■ Your objective: Please reproduce verbatim the lines below, from the first through the one with "fn snapshot_of(data: Option<&str>)".

------ Information supplied

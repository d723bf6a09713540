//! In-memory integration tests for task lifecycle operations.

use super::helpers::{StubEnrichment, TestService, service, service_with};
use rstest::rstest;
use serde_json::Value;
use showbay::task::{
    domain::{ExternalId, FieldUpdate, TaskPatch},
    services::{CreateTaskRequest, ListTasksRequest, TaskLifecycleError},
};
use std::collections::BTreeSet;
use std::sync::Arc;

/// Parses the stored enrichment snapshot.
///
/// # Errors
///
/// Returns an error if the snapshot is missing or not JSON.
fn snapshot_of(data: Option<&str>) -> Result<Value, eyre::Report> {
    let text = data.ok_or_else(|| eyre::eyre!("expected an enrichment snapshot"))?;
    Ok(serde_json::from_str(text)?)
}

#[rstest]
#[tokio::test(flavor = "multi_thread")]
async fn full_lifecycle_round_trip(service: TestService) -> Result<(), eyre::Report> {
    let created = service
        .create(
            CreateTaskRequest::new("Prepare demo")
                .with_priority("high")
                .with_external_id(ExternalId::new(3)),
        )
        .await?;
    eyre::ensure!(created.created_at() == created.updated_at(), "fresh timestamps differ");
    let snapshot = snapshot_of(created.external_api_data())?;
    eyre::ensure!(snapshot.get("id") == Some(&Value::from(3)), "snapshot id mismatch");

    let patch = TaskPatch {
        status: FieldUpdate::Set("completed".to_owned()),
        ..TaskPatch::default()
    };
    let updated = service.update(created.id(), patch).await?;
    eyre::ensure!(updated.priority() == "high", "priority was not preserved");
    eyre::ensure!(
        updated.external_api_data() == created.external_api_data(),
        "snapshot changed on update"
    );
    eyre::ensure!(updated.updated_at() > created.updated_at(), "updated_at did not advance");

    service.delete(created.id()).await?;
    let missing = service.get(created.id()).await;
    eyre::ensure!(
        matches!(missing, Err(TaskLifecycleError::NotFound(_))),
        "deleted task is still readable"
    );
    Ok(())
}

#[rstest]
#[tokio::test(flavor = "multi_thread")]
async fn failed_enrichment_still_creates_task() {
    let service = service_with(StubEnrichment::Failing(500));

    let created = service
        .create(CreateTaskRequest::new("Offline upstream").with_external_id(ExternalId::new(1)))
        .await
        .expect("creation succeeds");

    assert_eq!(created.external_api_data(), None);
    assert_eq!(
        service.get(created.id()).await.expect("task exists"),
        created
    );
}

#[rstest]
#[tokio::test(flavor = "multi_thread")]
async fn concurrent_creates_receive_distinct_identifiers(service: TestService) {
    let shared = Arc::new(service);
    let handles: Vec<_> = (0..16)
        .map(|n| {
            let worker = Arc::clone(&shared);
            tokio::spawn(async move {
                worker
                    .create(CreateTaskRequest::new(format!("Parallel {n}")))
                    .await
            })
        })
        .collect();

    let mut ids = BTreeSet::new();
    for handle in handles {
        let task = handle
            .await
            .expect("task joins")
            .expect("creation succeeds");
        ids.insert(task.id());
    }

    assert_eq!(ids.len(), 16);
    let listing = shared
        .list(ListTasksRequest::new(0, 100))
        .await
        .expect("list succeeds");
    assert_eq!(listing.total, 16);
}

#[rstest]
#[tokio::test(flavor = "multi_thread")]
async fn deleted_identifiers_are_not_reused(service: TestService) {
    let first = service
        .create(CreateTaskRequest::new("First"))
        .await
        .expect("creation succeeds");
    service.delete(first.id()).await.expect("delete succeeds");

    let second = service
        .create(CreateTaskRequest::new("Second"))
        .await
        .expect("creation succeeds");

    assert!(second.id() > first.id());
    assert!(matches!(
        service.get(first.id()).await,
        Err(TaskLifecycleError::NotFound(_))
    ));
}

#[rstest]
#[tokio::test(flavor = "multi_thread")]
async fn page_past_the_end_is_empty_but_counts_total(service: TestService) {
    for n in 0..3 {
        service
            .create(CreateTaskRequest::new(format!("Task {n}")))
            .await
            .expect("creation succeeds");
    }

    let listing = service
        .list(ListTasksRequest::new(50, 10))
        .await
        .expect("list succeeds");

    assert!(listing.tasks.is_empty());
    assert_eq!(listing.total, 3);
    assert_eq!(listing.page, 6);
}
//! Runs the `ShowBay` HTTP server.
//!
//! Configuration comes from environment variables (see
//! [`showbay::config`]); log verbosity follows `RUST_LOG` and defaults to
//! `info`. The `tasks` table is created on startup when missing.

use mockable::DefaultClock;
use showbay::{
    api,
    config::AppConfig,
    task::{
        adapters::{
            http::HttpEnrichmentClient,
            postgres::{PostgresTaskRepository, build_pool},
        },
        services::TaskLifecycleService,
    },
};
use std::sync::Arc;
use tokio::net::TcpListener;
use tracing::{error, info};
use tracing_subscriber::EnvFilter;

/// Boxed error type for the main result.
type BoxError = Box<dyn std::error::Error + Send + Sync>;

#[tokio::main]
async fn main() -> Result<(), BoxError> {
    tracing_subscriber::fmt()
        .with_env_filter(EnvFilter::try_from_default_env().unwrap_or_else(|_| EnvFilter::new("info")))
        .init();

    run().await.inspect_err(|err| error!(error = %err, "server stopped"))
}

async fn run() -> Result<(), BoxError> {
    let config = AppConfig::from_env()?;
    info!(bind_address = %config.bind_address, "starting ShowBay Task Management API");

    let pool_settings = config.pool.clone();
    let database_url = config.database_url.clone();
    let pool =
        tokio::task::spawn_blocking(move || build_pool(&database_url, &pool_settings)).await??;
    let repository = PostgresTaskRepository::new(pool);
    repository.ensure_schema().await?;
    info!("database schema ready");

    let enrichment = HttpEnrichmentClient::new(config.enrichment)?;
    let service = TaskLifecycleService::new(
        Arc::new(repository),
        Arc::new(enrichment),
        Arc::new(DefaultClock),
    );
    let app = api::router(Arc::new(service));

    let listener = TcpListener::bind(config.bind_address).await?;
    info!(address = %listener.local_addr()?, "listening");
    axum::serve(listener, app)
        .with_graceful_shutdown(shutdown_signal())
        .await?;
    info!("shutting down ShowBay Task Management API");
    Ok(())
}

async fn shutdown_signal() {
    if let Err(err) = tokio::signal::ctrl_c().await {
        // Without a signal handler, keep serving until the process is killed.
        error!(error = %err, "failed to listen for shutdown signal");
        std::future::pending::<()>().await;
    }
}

------------

■ Task solution:
repository d723bf6a09713540
//! In-memory integration tests for task lifecycle operations.

use super::helpers::{StubEnrichment, TestService, service, service_with};
use rstest::rstest;
use serde_json::Value;
use showbay::task::{
    domain::{ExternalId, FieldUpdate, TaskPatch},
    services::{CreateTaskRequest, ListTasksRequest, TaskLifecycleError},
};
use std::collections::BTreeSet;
use std::sync::Arc;

/// Parses the stored enrichment snapshot.
///
/// # Errors
///
/// Returns an error if the snapshot is missing or not JSON.
fn snapshot_of(data: Option<&str>) -> Result<Value, eyre::Report> {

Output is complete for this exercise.